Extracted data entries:
══════

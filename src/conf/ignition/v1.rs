//! Ignition config version 1.
//!
//! Files are grouped under filesystem entries and carry literal contents.

use serde::{Deserialize, Serialize};

use super::{Checks, DeclaredVersion, Dropin, Extra, ParseError, Passwd, parse_versioned};
use crate::conf::error::{ConfError, ValidationReport};
use crate::conf::keys::AuthorizedKey;
use crate::conf::mutator::{
    ConfigMutator, ConfigSummary, DECLARATIVE_OPERATIONS, DropinView, FileView, Operation,
    UnitView, Variant, non_empty,
};

/// Device every v1 file is written to.
pub const ROOT_DEVICE: &str = "/dev/disk/by-partlabel/ROOT";
const ROOT_FORMAT: &str = "ext4";

/// Top-level v1 document.
#[derive(Clone, Debug, PartialEq, Serialize, Deserialize)]
pub struct Config {
    /// Always `1`.
    #[serde(rename = "ignitionVersion")]
    pub ignition_version: u64,
    /// Filesystems and their files.
    #[serde(default, skip_serializing_if = "Storage::is_empty")]
    pub storage: Storage,
    /// Systemd units.
    #[serde(default, skip_serializing_if = "Systemd::is_empty")]
    pub systemd: Systemd,
    /// Users and groups.
    #[serde(default, skip_serializing_if = "Passwd::is_empty")]
    pub passwd: Passwd,
    /// Remaining sections such as `networkd`.
    #[serde(flatten)]
    pub other: Extra,
}

impl Default for Config {
    fn default() -> Self {
        Self {
            ignition_version: 1,
            storage: Storage::default(),
            systemd: Systemd::default(),
            passwd: Passwd::default(),
            other: Extra::new(),
        }
    }
}

/// `storage` section.
#[derive(Clone, Debug, Default, PartialEq, Serialize, Deserialize)]
pub struct Storage {
    /// Filesystems; files hang off each entry.
    #[serde(default, skip_serializing_if = "Vec::is_empty")]
    pub filesystems: Vec<Filesystem>,
    /// Remaining fields such as `disks` and `raid`.
    #[serde(flatten)]
    pub other: Extra,
}

impl Storage {
    fn is_empty(&self) -> bool {
        self.filesystems.is_empty() && self.other.is_empty()
    }
}

/// Filesystem entry owning a list of files.
#[derive(Clone, Debug, Default, PartialEq, Serialize, Deserialize)]
pub struct Filesystem {
    /// Block device path.
    pub device: String,
    /// Filesystem type.
    #[serde(default)]
    pub format: String,
    /// Files written to this filesystem.
    #[serde(default, skip_serializing_if = "Vec::is_empty")]
    pub files: Vec<File>,
    /// Remaining fields such as `create`.
    #[serde(flatten)]
    pub other: Extra,
}

/// File with literal contents.
#[derive(Clone, Debug, Default, PartialEq, Serialize, Deserialize)]
pub struct File {
    /// Absolute path within the filesystem.
    pub path: String,
    /// Literal file contents.
    #[serde(default)]
    pub contents: String,
    /// POSIX mode.
    #[serde(default)]
    pub mode: u32,
    /// Remaining fields such as `uid` and `gid`.
    #[serde(flatten)]
    pub other: Extra,
}

/// `systemd` section.
#[derive(Clone, Debug, Default, PartialEq, Serialize, Deserialize)]
pub struct Systemd {
    /// Declared units.
    #[serde(default, skip_serializing_if = "Vec::is_empty")]
    pub units: Vec<Unit>,
}

impl Systemd {
    fn is_empty(&self) -> bool {
        self.units.is_empty()
    }
}

/// Systemd unit using the `enable` flag.
#[derive(Clone, Debug, Default, PartialEq, Serialize, Deserialize)]
pub struct Unit {
    /// Unit name.
    pub name: String,
    /// Whether the unit is enabled.
    #[serde(default, skip_serializing_if = "std::ops::Not::not")]
    pub enable: bool,
    /// Unit file contents.
    #[serde(default, skip_serializing_if = "String::is_empty")]
    pub contents: String,
    /// Drop-ins.
    #[serde(default, skip_serializing_if = "Vec::is_empty")]
    pub dropins: Vec<Dropin>,
    /// Remaining fields such as `mask`.
    #[serde(flatten)]
    pub other: Extra,
}

/// Parses a v1 document.
pub(crate) fn parse(text: &str) -> Result<Config, ParseError> {
    let config: Config = parse_versioned(text, |declared| {
        matches!(declared, DeclaredVersion::Legacy(1))
    })?;
    let report = config.validate();
    if report.is_clean() {
        Ok(config)
    } else {
        Err(ParseError::Invalid(report))
    }
}

impl Config {
    /// Runs the schema validator.
    #[must_use]
    pub fn validate(&self) -> ValidationReport {
        let mut report = ValidationReport::new();
        let mut checks = Checks::new(&mut report);
        for file in self.storage.filesystems.iter().flat_map(|fs| &fs.files) {
            checks.path(&file.path);
            checks.mode(&file.path, Some(file.mode));
        }
        for unit in &self.systemd.units {
            checks.unit(&unit.name);
            for dropin in &unit.dropins {
                checks.dropin(&unit.name, &dropin.name);
            }
        }
        report
    }
}

impl ConfigMutator for Config {
    fn variant(&self) -> Variant {
        Variant::IgnitionV1
    }

    fn capabilities(&self) -> &'static [Operation] {
        DECLARATIVE_OPERATIONS
    }

    fn add_file(
        &mut self,
        path: &str,
        _filesystem: &str,
        contents: &str,
        mode: u32,
    ) -> Result<(), ConfError> {
        let file = File {
            path: path.to_owned(),
            contents: contents.to_owned(),
            mode,
            other: Extra::new(),
        };
        match self.storage.filesystems.first_mut() {
            None => self.storage.filesystems.push(Filesystem {
                device: ROOT_DEVICE.to_owned(),
                format: ROOT_FORMAT.to_owned(),
                files: vec![file],
                other: Extra::new(),
            }),
            Some(root) if root.device == ROOT_DEVICE => root.files.push(file),
            Some(other) => {
                return Err(ConfError::UnexpectedFilesystem {
                    device: other.device.clone(),
                });
            }
        }
        Ok(())
    }

    fn add_systemd_unit(
        &mut self,
        name: &str,
        contents: &str,
        enabled: bool,
    ) -> Result<(), ConfError> {
        self.systemd.units.push(Unit {
            name: name.to_owned(),
            enable: enabled,
            contents: contents.to_owned(),
            dropins: Vec::new(),
            other: Extra::new(),
        });
        Ok(())
    }

    fn add_systemd_unit_dropin(
        &mut self,
        unit: &str,
        name: &str,
        contents: &str,
    ) -> Result<(), ConfError> {
        let dropin = Dropin {
            name: name.to_owned(),
            contents: contents.to_owned(),
        };
        if let Some(existing) = self.systemd.units.iter_mut().find(|u| u.name == unit) {
            existing.dropins.push(dropin);
            return Ok(());
        }
        self.systemd.units.push(Unit {
            name: unit.to_owned(),
            dropins: vec![dropin],
            ..Unit::default()
        });
        Ok(())
    }

    fn copy_keys(&mut self, keys: &[AuthorizedKey]) -> Result<(), ConfError> {
        self.passwd.copy_keys(keys);
        Ok(())
    }

    fn summary(&self) -> ConfigSummary {
        ConfigSummary {
            files: self
                .storage
                .filesystems
                .iter()
                .flat_map(|fs| &fs.files)
                .map(|file| FileView {
                    path: file.path.clone(),
                    contents: file.contents.clone().into_bytes(),
                    mode: Some(file.mode),
                })
                .collect(),
            units: self
                .systemd
                .units
                .iter()
                .map(|unit| UnitView {
                    name: unit.name.clone(),
                    contents: non_empty(&unit.contents),
                    enabled: unit.enable,
                    dropins: unit.dropins.iter().map(DropinView::from).collect(),
                })
                .collect(),
            authorized_keys: self.passwd.core_keys(),
        }
    }
}

#[cfg(test)]
mod tests {
    use super::*;
    use rstest::rstest;

    #[rstest]
    fn creates_root_filesystem_on_first_file() {
        let mut config = Config::default();
        config
            .add_file("/etc/hostname", "root", "worker-1", 0o644)
            .expect("add file");
        config
            .add_file("/etc/motd", "root", "hi", 0o600)
            .expect("add file");

        assert_eq!(config.storage.filesystems.len(), 1);
        let root = &config.storage.filesystems[0];
        assert_eq!(root.device, ROOT_DEVICE);
        assert_eq!(root.format, "ext4");
        assert_eq!(root.files.len(), 2);
        assert_eq!(root.files[0].contents, "worker-1");
    }

    #[rstest]
    fn rejects_foreign_first_filesystem() {
        let mut config = parse(
            r#"{"ignitionVersion":1,"storage":{"filesystems":[{"device":"/dev/sdb1","format":"ext4"}]}}"#,
        )
        .expect("valid v1");
        let err = config
            .add_file("/etc/hostname", "root", "x", 0o644)
            .expect_err("foreign device");
        assert_eq!(
            err,
            ConfError::UnexpectedFilesystem {
                device: "/dev/sdb1".to_owned()
            }
        );
    }

    #[rstest]
    fn parse_ignores_other_versions() {
        assert_eq!(
            parse(r#"{"ignition":{"version":"2.0.0"}}"#),
            Err(ParseError::UnknownVersion)
        );
        assert_eq!(parse(r#"{"ignitionVersion":2}"#), Err(ParseError::UnknownVersion));
    }

    #[rstest]
    fn serializes_with_legacy_version_key() {
        let mut config = Config::default();
        config
            .add_systemd_unit("etcd.service", "[Service]", true)
            .expect("add unit");
        let json = serde_json::to_value(&config).expect("serialize");
        assert_eq!(json["ignitionVersion"], 1);
        assert_eq!(json["systemd"]["units"][0]["enable"], true);
    }
}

══════

Please work out how many lines above contain the string "impl", and reply with that number alone.

5